Xerox Holdings Corp. ended its hostile takeover bid for HP Inc. because of uncertainty stemming from the Covid-19 pandemic, marking a blow to the photocopier company’s efforts to stimulate future growth.
The Norwalk, Connecticut-based company will withdraw its tender offer to HP shareholders and stop an effort to win a slate of board directors. Xerox believes the underlying logic behind a combination remains sound and may revisit the idea in the future, said a person familiar with the issue who asked not to be identified discussing company deliberations.
“The current global health crisis and resulting macroeconomic and market turmoil caused by Covid-19 have created an environment that is not conducive to Xerox continuing to pursue an acquisition of HP Inc.,” Xerox said Tuesday in a statement. “While it is disappointing to take this step, we are prioritizing the health, safety and well-being of our employees, customers, partners and other stakeholders, and our broader response to the pandemic, over and above all other considerations.”
HP, the world’s second-largest computer maker, has repeatedly rebuffed Xerox’s cash-and-stock offers, most recently valued at an estimated $35 billion. In the most recent proposal, an HP holder would have received $18.40 in cash and 0.149 Xerox shares. The offer was set to expire April 21.

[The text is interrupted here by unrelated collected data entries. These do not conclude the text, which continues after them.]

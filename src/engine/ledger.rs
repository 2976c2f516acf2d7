use std::collections::BTreeMap;

use chrono::{DateTime, Utc};

use crate::error::{AppError, Result};
use crate::models::question::Choice;

/// One accepted response, in arrival order.
#[derive(Debug, Clone)]
pub struct AcceptedEntry {
    pub student: String,
    pub choice: Choice,
    pub correct: bool,
    pub at: DateTime<Utc>,
}

/// Per-question deduplicated collection of student responses.
///
/// The duplicate check scans every bucket: a student who answered B must not
/// be allowed to also answer C.
#[derive(Debug)]
pub struct ResponseLedger {
    buckets: BTreeMap<Choice, Vec<String>>,
    accepted: Vec<AcceptedEntry>,
}

impl ResponseLedger {
    pub fn new() -> Self {
        let mut buckets = BTreeMap::new();
        for choice in Choice::ALL {
            buckets.insert(choice, Vec::new());
        }
        Self {
            buckets,
            accepted: Vec::new(),
        }
    }

    /// Records a response and decides its correctness. This is the single
    /// authoritative point for scoring and for the durable record written
    /// afterwards.
    pub fn submit(
        &mut self,
        student: &str,
        choice: Choice,
        correct_choice: Choice,
        now: DateTime<Utc>,
    ) -> Result<bool> {
        if self.contains(student) {
            return Err(AppError::Conflict(format!(
                "Student '{student}' has already responded to this question"
            )));
        }

        let correct = choice == correct_choice;
        self.buckets
            .entry(choice)
            .or_default()
            .push(student.to_string());
        self.accepted.push(AcceptedEntry {
            student: student.to_string(),
            choice,
            correct,
            at: now,
        });
        Ok(correct)
    }

    /// Whether a student already appears under any option.
    pub fn contains(&self, student: &str) -> bool {
        self.buckets
            .values()
            .any(|bucket| bucket.iter().any(|s| s == student))
    }

    /// A point-in-time owned copy of the option buckets.
    pub fn snapshot(&self) -> BTreeMap<Choice, Vec<String>> {
        self.buckets.clone()
    }

    /// Accepted responses in arrival order.
    pub fn entries(&self) -> Vec<AcceptedEntry> {
        self.accepted.clone()
    }

    pub fn len(&self) -> usize {
        self.accepted.len()
    }

    pub fn is_empty(&self) -> bool {
        self.accepted.is_empty()
    }
}

impl Default for ResponseLedger {
    fn default() -> Self {
        Self::new()
    }
}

“We remain firmly committed to driving value for HP shareholders,” the Palo Alto, California-based company said in a statement. “We have a healthy cash position and balance sheet that enable us to navigate unanticipated challenges such as the global pandemic now before us, while preserving strategic optionality for the future.”
HP had earlier implored shareholders to reject the tender offer and Xerox board nominees, suggesting that a debt-enabled combination would be “disastrous” for the hardware giant in the current economic environment.

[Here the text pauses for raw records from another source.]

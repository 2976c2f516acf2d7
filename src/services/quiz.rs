use std::sync::Arc;

use chrono::Utc;
use tokio::sync::broadcast;

use crate::engine::aggregator;
use crate::engine::broadcast::SessionEvent;
use crate::engine::registry::LiveSession;
use crate::error::{AppError, Result};
use crate::models::response::ResponseRecord;
use crate::models::view::{AnalysisView, LiveView, SessionInfo, SubmitOutcome};
use crate::state::AppState;
use crate::store;
use crate::validation::quiz as validation;

fn session_info(session: &LiveSession) -> SessionInfo {
    SessionInfo {
        session_id: session.id.clone(),
        set_id: session.set_id.clone(),
        question_index: session.current_index(),
        total_questions: session.question_count(),
        created_at: session.created_at,
    }
}

/// Starts a new quiz session from a stored question set and makes it current.
///
/// # Arguments
///
/// * `state` - The application state.
/// * `set_id` - The question set to snapshot into the session.
///
/// # Returns
///
/// A `Result` containing the new session's `SessionInfo`.
pub async fn start_session(state: &AppState, set_id: &str) -> Result<SessionInfo> {
    validation::validate_set_id(set_id)?;

    // The question set is snapshotted here and never re-read.
    let questions = store::with_timeout(
        state.config.store_timeout(),
        state.store.get_question_set(set_id),
    )
    .await?
    .ok_or(AppError::NotFound)?;

    let session = state.registry.start_session(set_id, questions).await?;
    tracing::info!(
        session_id = %session.id,
        set_id,
        total_questions = session.question_count(),
        "quiz session started"
    );
    Ok(session_info(&session))
}

/// The current session, or `NotFound` when none is live.
pub async fn current_session(state: &AppState) -> Result<SessionInfo> {
    let session = state
        .registry
        .current_session()
        .await
        .ok_or(AppError::NotFound)?;
    Ok(session_info(&session))
}

/// Moves the current session to its next question.
pub async fn advance(state: &AppState, session_id: &str) -> Result<usize> {
    let index = state.registry.advance(session_id).await?;
    tracing::info!(session_id, question_index = index, "advanced to next question");
    Ok(index)
}

/// Ingests one student response for the active question.
///
/// The in-memory accept decision is authoritative. The durable append runs
/// in the background; its failure is logged and never reverses an acceptance.
pub async fn submit(state: &AppState, student: &str, option: &str) -> Result<SubmitOutcome> {
    let choice = validation::parse_choice(option)?;
    let student = validation::normalize_student(student)?;

    let session = state
        .registry
        .current_session()
        .await
        .ok_or(AppError::NotFound)?;

    let slot = session.current_slot();
    let question = &slot.question;
    let now = Utc::now();

    // Atomic duplicate-check-then-append. The lock never spans an await.
    let correct = {
        let mut ledger = slot.ledger.lock().unwrap();
        ledger.submit(&student, choice, question.correct, now)?
    };

    if correct {
        let score = session.record_point(&student);
        tracing::debug!(student = %student, score, "correct response");
    }

    // Fan-out happens outside the ledger lock and never waits for delivery.
    session.events.publish(SessionEvent::ResponseAccepted {
        question_id: question.id.clone(),
    });

    // Durability path: fire and forget, bounded by the store timeout.
    let record = ResponseRecord {
        set_id: session.set_id.clone(),
        question_id: question.id.clone(),
        student: student.clone(),
        answer: choice,
        is_correct: correct,
        timestamp: now,
    };
    let store = state.store.clone();
    let timeout = state.config.store_timeout();
    tokio::spawn(async move {
        if let Err(e) = store::with_timeout(timeout, store.append_response(&record)).await {
            tracing::warn!(
                error = %e,
                student = %record.student,
                question_id = %record.question_id,
                "durable write failed; in-memory ledger remains authoritative"
            );
        }
    });

    Ok(SubmitOutcome {
        student,
        option: choice,
        correct,
        timestamp: now,
        question_id: question.id.clone(),
        question_text: question.text.clone(),
    })
}

/// Pull-mode snapshot of the live view for the current session.
pub async fn live_view(state: &AppState) -> Result<LiveView> {
    let session = state
        .registry
        .current_session()
        .await
        .ok_or(AppError::NotFound)?;
    aggregator::live_view(state, &session).await
}

/// End-of-quiz analysis for the current session.
pub async fn analysis_view(state: &AppState) -> Result<AnalysisView> {
    let session = state
        .registry
        .current_session()
        .await
        .ok_or(AppError::NotFound)?;
    aggregator::analysis_view(state, &session).await
}

/// Explicitly deletes a session by id.
pub async fn delete_session(state: &AppState, session_id: &str) -> Result<()> {
    if state.registry.remove(session_id).await {
        tracing::info!(session_id, "quiz session deleted");
        Ok(())
    } else {
        Err(AppError::NotFound)
    }
}

/// A push-mode subscription to the current session: the session handle plus
/// a receiver of its events. Dropping the receiver unregisters the observer.
pub async fn subscribe(
    state: &AppState,
) -> Result<(Arc<LiveSession>, broadcast::Receiver<SessionEvent>)> {
    let session = state
        .registry
        .current_session()
        .await
        .ok_or(AppError::NotFound)?;
    let receiver = session.events.subscribe();
    Ok((session, receiver))
}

HP’s shares fell 1.5% in extended trading after closing at $17.36. Xerox’s stock was little-changed after ending Tuesday’s session at $18.94. The news of Xerox’s decision was reported earlier by the Wall Street Journal.

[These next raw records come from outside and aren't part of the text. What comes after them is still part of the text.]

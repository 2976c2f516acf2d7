use std::sync::Arc;
use std::time::Duration;

use chrono::Utc;

use classpulse::config::Config;
use classpulse::engine::broadcast::SessionEvent;
use classpulse::error::AppError;
use classpulse::models::question::{Choice, Question};
use classpulse::models::response::ResponseRecord;
use classpulse::services::quiz;
use classpulse::state::AppState;
use classpulse::store::ResponseStore;
use classpulse::store::memory::MemoryStore;

fn question(id: &str, correct: Choice) -> Question {
    Question {
        id: id.to_string(),
        text: format!("Question {id}"),
        options: [
            "one".to_string(),
            "two".to_string(),
            "three".to_string(),
            "four".to_string(),
        ],
        correct,
    }
}

/// State over a memory store seeded with a two-question set:
/// Q1 correct = A, Q2 correct = B.
fn test_state() -> (AppState, Arc<MemoryStore>) {
    let store = Arc::new(MemoryStore::new());
    store.seed_question_set(
        "set-1",
        vec![question("q1", Choice::A), question("q2", Choice::B)],
    );
    let state = AppState::with_store(Config::default(), store.clone());
    (state, store)
}

/// Gives spawned durable writes a chance to land.
async fn settle() {
    tokio::time::sleep(Duration::from_millis(50)).await;
}

#[tokio::test]
async fn full_quiz_scenario_scores_match_durable_truth() {
    let (state, _store) = test_state();
    let info = quiz::start_session(&state, "set-1").await.unwrap();
    assert_eq!(info.question_index, 0);
    assert_eq!(info.total_questions, 2);

    // Q1: alice answers A, which is correct.
    let outcome = quiz::submit(&state, "alice", "A").await.unwrap();
    assert!(outcome.correct);
    assert_eq!(outcome.question_id, "q1");

    // A second answer from alice for Q1 is a conflict, whatever the option.
    let err = quiz::submit(&state, "alice", "B").await.unwrap_err();
    assert!(matches!(err, AppError::Conflict(_)));

    // Q2: alice answers C, which is wrong.
    quiz::advance(&state, &info.session_id).await.unwrap();
    let outcome = quiz::submit(&state, "alice", "C").await.unwrap();
    assert!(!outcome.correct);
    assert_eq!(outcome.question_id, "q2");

    settle().await;

    let analysis = quiz::analysis_view(&state).await.unwrap();
    let alice = &analysis.per_student["alice"];
    assert_eq!(alice.score, 1);
    assert_eq!(alice.total_questions, 2);
    assert_eq!(alice.percentage, 50.0);
    assert_eq!(analysis.totals.student_count, 1);
    assert_eq!(analysis.totals.response_count, 2);
}

#[tokio::test]
async fn concurrent_duplicate_submissions_accept_exactly_one() {
    let (state, _store) = test_state();
    quiz::start_session(&state, "set-1").await.unwrap();

    let first = {
        let state = state.clone();
        tokio::spawn(async move { quiz::submit(&state, "bob", "A").await })
    };
    let second = {
        let state = state.clone();
        tokio::spawn(async move { quiz::submit(&state, "bob", "D").await })
    };

    let results = [first.await.unwrap(), second.await.unwrap()];
    let accepted = results.iter().filter(|r| r.is_ok()).count();
    assert_eq!(accepted, 1);
    assert!(results
        .iter()
        .any(|r| matches!(r, Err(AppError::Conflict(_)))));
}

#[tokio::test]
async fn starting_an_empty_set_leaves_no_session_behind() {
    let (state, store) = test_state();
    store.seed_question_set("empty", Vec::new());

    let err = quiz::start_session(&state, "empty").await.unwrap_err();
    assert!(matches!(err, AppError::EmptyQuestionSet));
    assert!(matches!(
        quiz::current_session(&state).await.unwrap_err(),
        AppError::NotFound
    ));
}

#[tokio::test]
async fn starting_an_unknown_set_is_not_found() {
    let (state, _store) = test_state();
    let err = quiz::start_session(&state, "missing").await.unwrap_err();
    assert!(matches!(err, AppError::NotFound));
}

#[tokio::test]
async fn invalid_option_and_blank_student_are_invalid_input() {
    let (state, _store) = test_state();
    quiz::start_session(&state, "set-1").await.unwrap();

    assert!(matches!(
        quiz::submit(&state, "carol", "E").await.unwrap_err(),
        AppError::InvalidInput(_)
    ));
    assert!(matches!(
        quiz::submit(&state, "   ", "A").await.unwrap_err(),
        AppError::InvalidInput(_)
    ));

    // Lower case with whitespace is normalized, not rejected.
    let outcome = quiz::submit(&state, " carol ", " a ").await.unwrap();
    assert_eq!(outcome.student, "carol");
    assert_eq!(outcome.option, Choice::A);
}

#[tokio::test]
async fn live_view_shows_a_submission_before_its_durable_write_lands() {
    let (state, store) = test_state();
    quiz::start_session(&state, "set-1").await.unwrap();

    // Take the store down: the append fails in the background and the scan
    // falls back to memory.
    store.set_offline(true);
    quiz::submit(&state, "alice", "A").await.unwrap();

    let view = quiz::live_view(&state).await.unwrap();
    assert_eq!(view.total_responses, 1);
    assert_eq!(view.responses[0].student, "alice");
    assert!(view.responses[0].correct);
}

#[tokio::test]
async fn live_view_prefers_store_timestamps_and_drops_stale_duplicates() {
    let (state, store) = test_state();
    quiz::start_session(&state, "set-1").await.unwrap();

    // Stale durable data: two rows for the same student. Only the latest
    // must be displayed.
    let early = Utc::now() - chrono::Duration::minutes(10);
    let late = Utc::now() - chrono::Duration::minutes(1);
    for (at, answer) in [(early, Choice::B), (late, Choice::C)] {
        store
            .append_response(&ResponseRecord {
                set_id: "set-1".to_string(),
                question_id: "q1".to_string(),
                student: "ghost".to_string(),
                answer,
                is_correct: false,
                timestamp: at,
            })
            .await
            .unwrap();
    }

    let view = quiz::live_view(&state).await.unwrap();
    assert_eq!(view.total_responses, 1);
    assert_eq!(view.responses[0].option, Choice::C);
    assert_eq!(view.responses[0].timestamp, late);
}

#[tokio::test]
async fn analysis_recovers_from_the_store_after_a_restart() {
    let store = Arc::new(MemoryStore::new());
    store.seed_question_set(
        "set-1",
        vec![question("q1", Choice::A), question("q2", Choice::B)],
    );
    store
        .append_response(&ResponseRecord {
            set_id: "set-1".to_string(),
            question_id: "q1".to_string(),
            student: "alice".to_string(),
            answer: Choice::A,
            is_correct: true,
            timestamp: Utc::now(),
        })
        .await
        .unwrap();

    // A fresh process: empty registry and ledgers, same durable store.
    let state = AppState::with_store(Config::default(), store.clone());
    quiz::start_session(&state, "set-1").await.unwrap();

    let view = quiz::live_view(&state).await.unwrap();
    assert_eq!(view.total_responses, 1);
    assert_eq!(view.responses[0].student, "alice");

    let analysis = quiz::analysis_view(&state).await.unwrap();
    assert_eq!(analysis.per_student["alice"].score, 1);
    assert_eq!(analysis.per_question[0].correct_responses, 1);
}

#[tokio::test]
async fn scoreboard_only_students_still_appear_in_analysis() {
    let (state, store) = test_state();
    quiz::start_session(&state, "set-1").await.unwrap();

    // The durable write fails, but the in-memory acceptance stands.
    store.set_offline(true);
    quiz::submit(&state, "alice", "A").await.unwrap();
    settle().await;
    store.set_offline(false);

    let analysis = quiz::analysis_view(&state).await.unwrap();
    let alice = &analysis.per_student["alice"];
    // The store has no rows to vouch for the point.
    assert_eq!(alice.score, 0);
    assert_eq!(analysis.totals.student_count, 1);
}

#[tokio::test]
async fn analysis_without_a_store_is_store_unavailable() {
    let (state, store) = test_state();
    quiz::start_session(&state, "set-1").await.unwrap();

    store.set_offline(true);
    let err = quiz::analysis_view(&state).await.unwrap_err();
    assert!(matches!(err, AppError::StoreUnavailable(_)));

    // The session itself is unaffected and recovers with the store.
    store.set_offline(false);
    quiz::analysis_view(&state).await.unwrap();
}

#[tokio::test]
async fn submit_and_advance_publish_events_to_observers() {
    let (state, _store) = test_state();
    let info = quiz::start_session(&state, "set-1").await.unwrap();

    let (_session, mut receiver) = quiz::subscribe(&state).await.unwrap();
    let (_session2, dropped) = quiz::subscribe(&state).await.unwrap();
    drop(dropped);

    quiz::submit(&state, "alice", "A").await.unwrap();
    match receiver.try_recv().unwrap() {
        SessionEvent::ResponseAccepted { question_id } => assert_eq!(question_id, "q1"),
        other => panic!("unexpected event: {other:?}"),
    }

    quiz::advance(&state, &info.session_id).await.unwrap();
    match receiver.try_recv().unwrap() {
        SessionEvent::QuestionAdvanced { index } => assert_eq!(index, 1),
        other => panic!("unexpected event: {other:?}"),
    }
}

#[tokio::test]
async fn deleting_the_current_session_ends_it_for_observers() {
    let (state, _store) = test_state();
    let info = quiz::start_session(&state, "set-1").await.unwrap();
    let (_session, mut receiver) = quiz::subscribe(&state).await.unwrap();

    quiz::delete_session(&state, &info.session_id).await.unwrap();
    assert!(matches!(
        receiver.try_recv().unwrap(),
        SessionEvent::SessionEnded
    ));
    assert!(matches!(
        quiz::current_session(&state).await.unwrap_err(),
        AppError::NotFound
    ));
    assert!(matches!(
        quiz::delete_session(&state, &info.session_id).await.unwrap_err(),
        AppError::NotFound
    ));
}

#[tokio::test]
async fn live_view_serializes_with_expected_shape() {
    let (state, _store) = test_state();
    quiz::start_session(&state, "set-1").await.unwrap();
    quiz::submit(&state, "alice", "D").await.unwrap();

    let view = quiz::live_view(&state).await.unwrap();
    let value = serde_json::to_value(&view).unwrap();
    assert_eq!(value["question_id"], "q1");
    assert_eq!(value["total_responses"], 1);
    assert_eq!(value["responses"][0]["student"], "alice");
    assert_eq!(value["responses"][0]["option"], "D");
    assert_eq!(value["responses"][0]["correct"], false);
}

Xerox, which has reported falling revenue, had hitched its future to an acquisition. The company expected that combining the companies would yield $2 billion in cost savings and more than $1 billion in additional revenue growth. Both hardware companies invented technologies still in use by consumers and office workers, and have struggled in a world increasingly driven by software.
HP’s board characterized Xerox’s offers as undervaluing the company, and said it will return $16 billion to shareholders in an effort to show HP can stand on its own.
Xerox criticized HP for failing to enter into substantive talks that could have led to a merger.
“The refusal of HP’s Board to meaningfully engage over many months and its continued delay tactics have proven to be a great disservice to HP stockholders, who have shown tremendous support for the transaction,” Xerox said.